12th Chancellor of Switzerland
- In office 1981–1991
- President: Kurt Furgler Fritz Honegger Pierre Aubert Leon Schlumpf Alphons Egli Otto Stich Jean-Pascal Delamuraz Arnold Koller Flavio Cotti
- Deputy: Achille Casanova François Couchepin
- Preceded by: Karl Huber
- Succeeded by: François Couchepin

Vice-Chancellor
- In office 1968–1981
- Chancellor: Karl Huber

Personal details
- Born: 14 April 1926 Lausen, Switzerland
- Died: 17 August 2019 (aged 93) Ittigen, Switzerland
- Party: Social Democratic Party of Switzerland (SDP)
- Education: University of Basel University of Bern

= Walter Buser =

Swiss politician (1926–2019)

Walter Buser (14 April 1926 – 17 August 2019) was a Swiss politician from the Social Democratic Party of Switzerland (SDP).
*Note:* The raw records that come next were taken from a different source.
//! Transient per-frame GPU-visible memory and draw submission records.
//!
//! - [`uniform_cache`]: frame-scoped slot allocator for small uniform blocks
//! - [`draw`]: layer-scoped draw lists filled during scene traversal
//! - [`settings`]: uniform cache sizing presets

pub mod draw;
pub mod settings;
pub mod uniform_cache;

pub use draw::{DrawCall, DrawContext, Layer, MeshRef, ModelUniforms, ShadowDraw};
pub use settings::UniformSettings;
pub use uniform_cache::{FrameUniforms, UniformBlock, UniformCache, UniformDescriptor};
==Early life and education==
Buser was born in Lausen, Switzerland, the son of a farmer. He studied at the universities in Basel and Bern, obtaining a doctorate in law in 1958. From 1950, he was a legal advisor and editor of Social-Democratic newspapers. From 1956 to 1962 he was chief editor of the "Socialist Federal House correspondence".

== Career ==
In 1965, he joined the federal administration and spent three years as head of the Legal and Information Service of the Department of Home Affairs. The Federal Council elected him Vice-Chancellor in 1968; in this capacity, he was responsible for legal services and information throughout the federal administration. In 1977 he was appointed an Associate Professor of Public Law at the University of Basel, where he taught in particular the administrative law of the federation.
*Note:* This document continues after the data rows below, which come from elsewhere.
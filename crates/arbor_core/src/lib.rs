//! Foundational types shared by every Arbor crate.
//!
//! - [`errors`]: the engine-wide [`ArborError`] and [`Result`] alias
//! - [`bounds`]: axis-aligned bounding boxes
//! - [`keys`]: opaque handles for externally owned assets

pub mod bounds;
pub mod errors;
pub mod keys;

pub use bounds::Aabb;
pub use errors::{ArborError, Result};
pub use keys::{MaterialKey, MeshKey};
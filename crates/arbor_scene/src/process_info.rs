//! Per-step traversal context.
//!
//! A fresh [`ProcessInfo`] is built for every visited node that has a
//! control, copied from its parent's record. Records only live on the stack
//! of the traversal step that created them; the parent link is a plain
//! borrow, so the compiler guarantees none of them escape the walk.

use std::any::Any;
use std::sync::atomic::{AtomicU32, Ordering};

use glam::Mat4;
use rustc_hash::FxHashMap;

use crate::frame::Frame;
use crate::phase::Phase;

static NEXT_EXTRA_KEY: AtomicU32 = AtomicU32::new(1);

/// Key into the scoped side-channel of [`ProcessInfo`].
///
/// Keys are process-wide unique; create them once (typically in a `static`
/// `LazyLock` or at control construction) and reuse them.
#[derive(Debug, Clone, Copy, PartialEq, Eq, Hash)]
pub struct ExtraKey(u32);

impl ExtraKey {
    #[must_use]
    pub fn new() -> Self {
        Self(NEXT_EXTRA_KEY.fetch_add(1, Ordering::Relaxed))
    }
}

impl Default for ExtraKey {
    fn default() -> Self {
        Self::new()
    }
}

pub struct ProcessInfo<'a> {
    pub time: f64,
    /// Cleared by a control to prune this node's subtree for the current phase.
    pub visible: bool,
    /// Accumulated transform, recomputed every phase.
    pub world: Mat4,
    pub phase: Phase<'a>,
    pub frame: &'a dyn Frame,
    extras: Option<FxHashMap<ExtraKey, Box<dyn Any>>>,
    parent: Option<&'a ProcessInfo<'a>>,
}

impl<'a> ProcessInfo<'a> {
    /// Top-level record for one phase walk.
    #[must_use]
    pub fn root(time: f64, frame: &'a dyn Frame, phase: Phase<'a>) -> Self {
        Self {
            time,
            visible: true,
            world: Mat4::IDENTITY,
            phase,
            frame,
            extras: None,
            parent: None,
        }
    }

    /// Record for a child step: inherits time, phase, frame and transform,
    /// starts visible with no local extras.
    #[must_use]
    pub fn child(&self) -> ProcessInfo<'_> {
        ProcessInfo {
            time: self.time,
            visible: true,
            world: self.world,
            phase: self.phase,
            frame: self.frame,
            extras: None,
            parent: Some(self),
        }
    }

    #[inline]
    #[must_use]
    pub fn parent(&self) -> Option<&ProcessInfo<'a>> {
        self.parent
    }

    /// Stores `value` for this node and its descendants, shadowing any
    /// ancestor value for the same key. Siblings and ancestors never see it.
    pub fn set<T: Any>(&mut self, key: ExtraKey, value: T) {
        self.extras
            .get_or_insert_with(FxHashMap::default)
            .insert(key, Box::new(value));
    }

    /// Nearest value for `key` on the path from this record up to the root.
    #[must_use]
    pub fn get(&self, key: ExtraKey) -> Option<&dyn Any> {
        let mut current = Some(self);
        while let Some(info) = current {
            if let Some(value) = info.extras.as_ref().and_then(|m| m.get(&key)) {
                return Some(value.as_ref());
            }
            current = info.parent;
        }
        None
    }

    /// Typed [`get`](Self::get). Returns `None` if the nearest value has a
    /// different type.
    #[must_use]
    pub fn get_as<T: Any>(&self, key: ExtraKey) -> Option<&T> {
        self.get(key).and_then(<dyn Any>::downcast_ref::<T>)
    }
}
After the resignation of Chancellor Karl Huber in 1981, Buser ran against Joseph Voyame of the CVP and Hans-Ulrich Ernst of the SVP. He defeated his opponents and became the first Social Democratic Chancellor. Buser introduced regular press conferences and expanded the Federal Chancellery into a staff office of the Federal Council. He also implemented electronic data processing within the Federal Chancellery. He resigned from his post in 1991.

== Death ==
Buser died on 17 August 2019 at the age of 93.